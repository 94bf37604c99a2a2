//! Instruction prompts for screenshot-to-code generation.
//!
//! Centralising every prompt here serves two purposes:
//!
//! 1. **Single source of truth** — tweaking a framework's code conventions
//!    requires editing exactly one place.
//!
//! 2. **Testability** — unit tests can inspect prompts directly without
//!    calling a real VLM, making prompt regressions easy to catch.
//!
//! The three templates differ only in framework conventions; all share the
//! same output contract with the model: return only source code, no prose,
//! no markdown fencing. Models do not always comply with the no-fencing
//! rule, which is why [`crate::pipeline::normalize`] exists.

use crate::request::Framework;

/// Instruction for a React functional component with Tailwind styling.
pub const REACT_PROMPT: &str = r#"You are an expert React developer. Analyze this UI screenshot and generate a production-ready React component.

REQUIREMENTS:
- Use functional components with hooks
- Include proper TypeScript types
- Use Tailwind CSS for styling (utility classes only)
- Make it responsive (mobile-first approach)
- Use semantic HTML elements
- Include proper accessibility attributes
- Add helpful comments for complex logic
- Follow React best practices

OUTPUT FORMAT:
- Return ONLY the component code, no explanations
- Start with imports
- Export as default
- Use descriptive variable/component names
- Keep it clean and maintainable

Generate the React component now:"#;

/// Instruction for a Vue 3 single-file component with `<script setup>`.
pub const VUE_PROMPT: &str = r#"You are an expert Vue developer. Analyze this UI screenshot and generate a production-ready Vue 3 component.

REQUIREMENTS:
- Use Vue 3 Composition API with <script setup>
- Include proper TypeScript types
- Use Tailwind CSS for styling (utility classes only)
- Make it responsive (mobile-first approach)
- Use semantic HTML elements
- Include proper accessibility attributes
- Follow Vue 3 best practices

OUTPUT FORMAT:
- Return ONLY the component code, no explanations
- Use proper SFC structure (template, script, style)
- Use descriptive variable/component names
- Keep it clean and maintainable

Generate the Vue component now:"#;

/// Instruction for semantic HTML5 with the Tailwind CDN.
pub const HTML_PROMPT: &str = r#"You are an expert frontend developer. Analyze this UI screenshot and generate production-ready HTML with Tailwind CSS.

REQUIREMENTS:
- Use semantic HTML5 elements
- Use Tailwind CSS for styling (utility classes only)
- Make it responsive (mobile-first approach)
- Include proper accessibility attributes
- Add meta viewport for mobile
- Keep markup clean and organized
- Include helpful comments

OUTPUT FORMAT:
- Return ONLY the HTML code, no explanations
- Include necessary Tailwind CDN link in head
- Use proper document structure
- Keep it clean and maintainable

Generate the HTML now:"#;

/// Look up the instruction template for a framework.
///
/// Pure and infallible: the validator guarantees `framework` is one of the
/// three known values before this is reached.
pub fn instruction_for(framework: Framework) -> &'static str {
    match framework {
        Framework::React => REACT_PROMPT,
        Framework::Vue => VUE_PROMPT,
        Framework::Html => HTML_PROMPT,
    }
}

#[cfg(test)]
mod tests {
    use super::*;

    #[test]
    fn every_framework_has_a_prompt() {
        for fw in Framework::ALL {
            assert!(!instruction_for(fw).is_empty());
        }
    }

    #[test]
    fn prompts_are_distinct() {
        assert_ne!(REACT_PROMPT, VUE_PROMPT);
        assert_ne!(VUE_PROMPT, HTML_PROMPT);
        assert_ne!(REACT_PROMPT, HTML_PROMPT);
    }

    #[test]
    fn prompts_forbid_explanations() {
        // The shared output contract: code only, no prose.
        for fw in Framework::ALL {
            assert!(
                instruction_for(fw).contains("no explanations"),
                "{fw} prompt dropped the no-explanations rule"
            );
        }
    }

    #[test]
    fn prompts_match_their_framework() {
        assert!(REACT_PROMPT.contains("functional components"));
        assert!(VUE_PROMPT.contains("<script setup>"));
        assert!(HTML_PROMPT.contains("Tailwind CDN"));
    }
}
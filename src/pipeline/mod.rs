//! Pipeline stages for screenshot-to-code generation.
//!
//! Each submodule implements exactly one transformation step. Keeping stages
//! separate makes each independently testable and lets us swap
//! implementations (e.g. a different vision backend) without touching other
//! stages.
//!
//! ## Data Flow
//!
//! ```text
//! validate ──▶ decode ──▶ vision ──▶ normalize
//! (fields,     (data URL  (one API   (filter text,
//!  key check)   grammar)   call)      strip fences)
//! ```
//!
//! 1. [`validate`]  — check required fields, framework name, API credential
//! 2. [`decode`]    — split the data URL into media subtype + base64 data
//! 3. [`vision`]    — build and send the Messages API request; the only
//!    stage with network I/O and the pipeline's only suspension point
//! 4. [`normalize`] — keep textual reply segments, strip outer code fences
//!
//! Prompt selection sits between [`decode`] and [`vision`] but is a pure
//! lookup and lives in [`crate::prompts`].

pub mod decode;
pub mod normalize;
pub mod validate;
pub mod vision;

- About this exercise: The answer should hold only the lines from the start of the records above through the line containing "framework's code conventions", each set down exactly.

- Problem solution:
repository 94bf37604c99a2a2
//! Instruction prompts for screenshot-to-code generation.
//!
//! Centralising every prompt here serves two purposes:
//!
//! 1. **Single source of truth** — tweaking a framework's code conventions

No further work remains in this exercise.